„Wer will schon geächtet und verfolgt irgendwo im Wald leben, wenn er auch in einem Dorf unter einem ordentlichen Dach leben kann?“
Als Stadt im hintersten nördlichen Winkel des Königreichs war es ziemlich unwahrscheinlich, dass Haffkef und seine Umgebung mit Krieg zu tun hatten. Und selten zog es einmal einen der jungen Männer in eine der Städte im Süden, um sich dort als Soldat zu verdingen. Und wenn es einer tat, kam er nach seinem Dienst in der Armee sicher nicht in den kalten langweiligen Norden zurück.
Ziemlich genau ein Jahr war seit dem schrecklichen Erdbeben vergangen. Erst im Herbst waren die Aufräum- und Aufbauarbeiten so weit gediehen, dass ein geregelter Ablauf im Dorf wieder möglich war. Das bedeutete, dass erst seit dieser Zeit die kleineren Kinder wieder Schule hatten und die größeren Jungs ab vierzehn Jahren ihre Ausbildung an den Waffen bekamen.

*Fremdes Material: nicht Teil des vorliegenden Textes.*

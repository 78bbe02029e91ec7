//! Per-document index and the version-keyed cache in front of it.
//!
//! A [`DocumentIndex`] bundles everything derived from one version of a
//! document: its mask, the flat symbol list, the name multimap and the
//! outline tree. The [`DocumentCache`] hands out shared indexes keyed by
//! document identifier and version; any version change rebuilds the whole
//! entry.

use std::sync::Arc;

use indexmap::IndexMap;
use rustc_hash::FxHashMap;

use crate::base::{LineIndex, Position};
use crate::scan::{Mask, ScanResult, scan_chars};

use super::symbols::{Symbol, extract_from_chars};

/// A node of the document outline.
#[derive(Clone, Debug, PartialEq, Eq)]
pub struct OutlineNode {
    pub symbol: Symbol,
    pub children: Vec<OutlineNode>,
}

/// Everything derived from one version of a document.
#[derive(Debug)]
pub struct DocumentIndex {
    document_id: Arc<str>,
    version: i32,
    text: Arc<str>,
    chars: Vec<char>,
    scan: ScanResult,
    line_index: LineIndex,
    /// Symbols in extraction (source) order.
    flat: Vec<Symbol>,
    /// Name -> indices into `flat`.
    by_name: FxHashMap<Arc<str>, Vec<usize>>,
    outline: Vec<OutlineNode>,
}

impl DocumentIndex {
    /// Scan, extract and index `text`.
    pub fn build(document_id: &str, version: i32, text: &str) -> Self {
        let document_id: Arc<str> = Arc::from(document_id);
        let chars: Vec<char> = text.chars().collect();
        let scan = scan_chars(&chars);
        let line_index = LineIndex::from_chars(&chars);
        let flat = extract_from_chars(document_id.clone(), &chars, &scan.mask, &line_index);

        let mut by_name: FxHashMap<Arc<str>, Vec<usize>> = FxHashMap::default();
        for (idx, symbol) in flat.iter().enumerate() {
            by_name.entry(symbol.name.clone()).or_default().push(idx);
        }

        let outline = build_outline(&flat, &by_name);

        Self {
            document_id,
            version,
            text: Arc::from(text),
            chars,
            scan,
            line_index,
            flat,
            by_name,
            outline,
        }
    }

    pub fn document_id(&self) -> &Arc<str> {
        &self.document_id
    }

    pub fn version(&self) -> i32 {
        self.version
    }

    pub fn text(&self) -> &str {
        &self.text
    }

    pub fn chars(&self) -> &[char] {
        &self.chars
    }

    pub fn scan(&self) -> &ScanResult {
        &self.scan
    }

    pub fn mask(&self) -> &Mask {
        &self.scan.mask
    }

    pub fn line_index(&self) -> &LineIndex {
        &self.line_index
    }

    /// All symbols, in source order.
    pub fn symbols(&self) -> &[Symbol] {
        &self.flat
    }

    /// The hierarchical outline.
    pub fn outline(&self) -> &[OutlineNode] {
        &self.outline
    }

    /// All symbols with exactly this name.
    pub fn symbols_named(&self, name: &str) -> Vec<&Symbol> {
        self.by_name
            .get(name)
            .map(|indices| indices.iter().map(|&idx| &self.flat[idx]).collect())
            .unwrap_or_default()
    }

    /// Char offset of a position, if the line exists.
    pub fn offset_at(&self, position: Position) -> Option<usize> {
        self.line_index.offset(position)
    }

    /// Char offset where a symbol's name starts.
    pub fn symbol_offset(&self, symbol: &Symbol) -> usize {
        self.line_index.offset(symbol.start()).unwrap_or(self.chars.len())
    }
}

/// Build the outline from the extractor's own containment.
///
/// Each symbol's parent is the nearest preceding symbol named by its
/// `container_name` whose range still encloses it.
fn build_outline(flat: &[Symbol], by_name: &FxHashMap<Arc<str>, Vec<usize>>) -> Vec<OutlineNode> {
    let mut order: Vec<usize> = (0..flat.len()).collect();
    order.sort_by_key(|&idx| flat[idx].start());

    let mut children: Vec<Vec<usize>> = vec![Vec::new(); flat.len()];
    let mut roots = Vec::new();

    for &idx in &order {
        let symbol = &flat[idx];
        let parent = symbol.container_name.as_ref().and_then(|container| {
            by_name
                .get(container)?
                .iter()
                .copied()
                .filter(|&p| p != idx)
                .filter(|&p| flat[p].start() < symbol.start() && flat[p].encloses(symbol.start()))
                .max_by_key(|&p| flat[p].start())
        });
        match parent {
            Some(p) => children[p].push(idx),
            None => roots.push(idx),
        }
    }

    fn node(idx: usize, flat: &[Symbol], children: &[Vec<usize>]) -> OutlineNode {
        OutlineNode {
            symbol: flat[idx].clone(),
            children: children[idx]
                .iter()
                .map(|&child| node(child, flat, children))
                .collect(),
        }
    }

    roots
        .into_iter()
        .map(|idx| node(idx, flat, &children))
        .collect()
}

/// Version-keyed cache of document indexes.
///
/// Entries keep first-seen order, which callers rely on to break ties
/// deterministically.
#[derive(Debug, Default)]
pub struct DocumentCache {
    entries: IndexMap<Arc<str>, Arc<DocumentIndex>>,
}

impl DocumentCache {
    pub fn new() -> Self {
        Self::default()
    }

    /// Get the index for `(document_id, version)`, building it on a miss.
    ///
    /// The version is the sole cache key: a hit returns the cached index
    /// even if `text` differs from what it was built from.
    pub fn get(&mut self, document_id: &str, version: i32, text: &str) -> Arc<DocumentIndex> {
        if let Some(entry) = self.entries.get(document_id) {
            if entry.version == version {
                tracing::trace!("[DOC_CACHE] hit {} v{}", document_id, version);
                return entry.clone();
            }
        }

        tracing::debug!("[DOC_CACHE] rebuilding {} v{}", document_id, version);
        let index = Arc::new(DocumentIndex::build(document_id, version, text));
        self.entries.insert(index.document_id.clone(), index.clone());
        index
    }

    /// The cached index for a document, whatever its version.
    pub fn peek(&self, document_id: &str) -> Option<&Arc<DocumentIndex>> {
        self.entries.get(document_id)
    }

    /// Drop a document (on close). Returns whether it was cached.
    pub fn evict(&mut self, document_id: &str) -> bool {
        let removed = self.entries.shift_remove(document_id).is_some();
        if removed {
            tracing::debug!("[DOC_CACHE] evicted {}", document_id);
        }
        removed
    }

    pub fn clear(&mut self) {
        self.entries.clear();
    }

    pub fn len(&self) -> usize {
        self.entries.len()
    }

    pub fn is_empty(&self) -> bool {
        self.entries.is_empty()
    }

    /// Cached indexes in first-seen order.
    pub fn iter(&self) -> impl Iterator<Item = &Arc<DocumentIndex>> {
        self.entries.values()
    }
}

Die kleineren Kinder, zu denen auch Hanreks zwölfjähriger Bruder Stonek gehörte, wurden von Zacharia dem Dorfgelehrten unterrichtet. Er lehrte sie neben Lesen, Schreiben und Rechnen in allen Fragen der Bräuche und der Kultur des Königreichs. Er beantwortete ihnen gerne so Fragen wie nach dem Alter des Königs oder wieso alle Dörfer auf „el“ enden und die Städte mit „ef“.
„In unserem Königreich enden fast alle Dorfnamen auf „el“. Damit erkennt man, ob von einem Dorf oder einer Stadt gesprochen wird. Fast alle Städte enden auf „ef“. Lediglich die Städte des Königs enden auf „om“. Wenn also unsere Stadt eine Stadt des Königs wäre, würde sie nicht Haffkef sondern „Haffkom“ heißen. Aber dafür ist unsere Stadt zu klein und unbedeutend.“
Jedes Mal, wenn Hanrek Zacharia davon reden hörte, dass die Stadt Haffkef klein sein sollte, hielt er ihn für einen Aufschneider, weil er bei jedem Besuch in der Stadt mit offenem Mund die großen Häuser, die Gärten, den schönen Brunnen und die hohe Stadtmauer bewunderte. Der Lärm auf den Straßen mit den vielen Pferdekarren und Menschen erschreckte ihn jedes Mal. Er war sich sicher, dass er sich nie daran gewöhnen würde.
Zacharia fuhr mit seiner Erklärung fort.
„Insgesamt gibt es dreizehn Städte des Königs. Die Wichtigste ist aber die, in der der König selbst lebt und regiert. Das ist Kiroloom. Ihr Name endet zur Ehre des Königs auf „oom“. Und dementsprechend enden die Namen der Dörfer in der Nähe einer Stadt des Königs mit „ol“ und Dörfer in der Nähe von Kiroloom mit „ool“.“
Spartak hieß sie, sich für die nächste Übung aufzustellen. Hanrek mochte den Stockkampf und das Bogenschießen. Dagegen mochte er den Schwertkampf überhaupt nicht. Obwohl sie bisher nur mit Holzschwertern geübt hatten, bereitete ihm der Gedanke an abgeschlagene Arme und Beine Übelkeit.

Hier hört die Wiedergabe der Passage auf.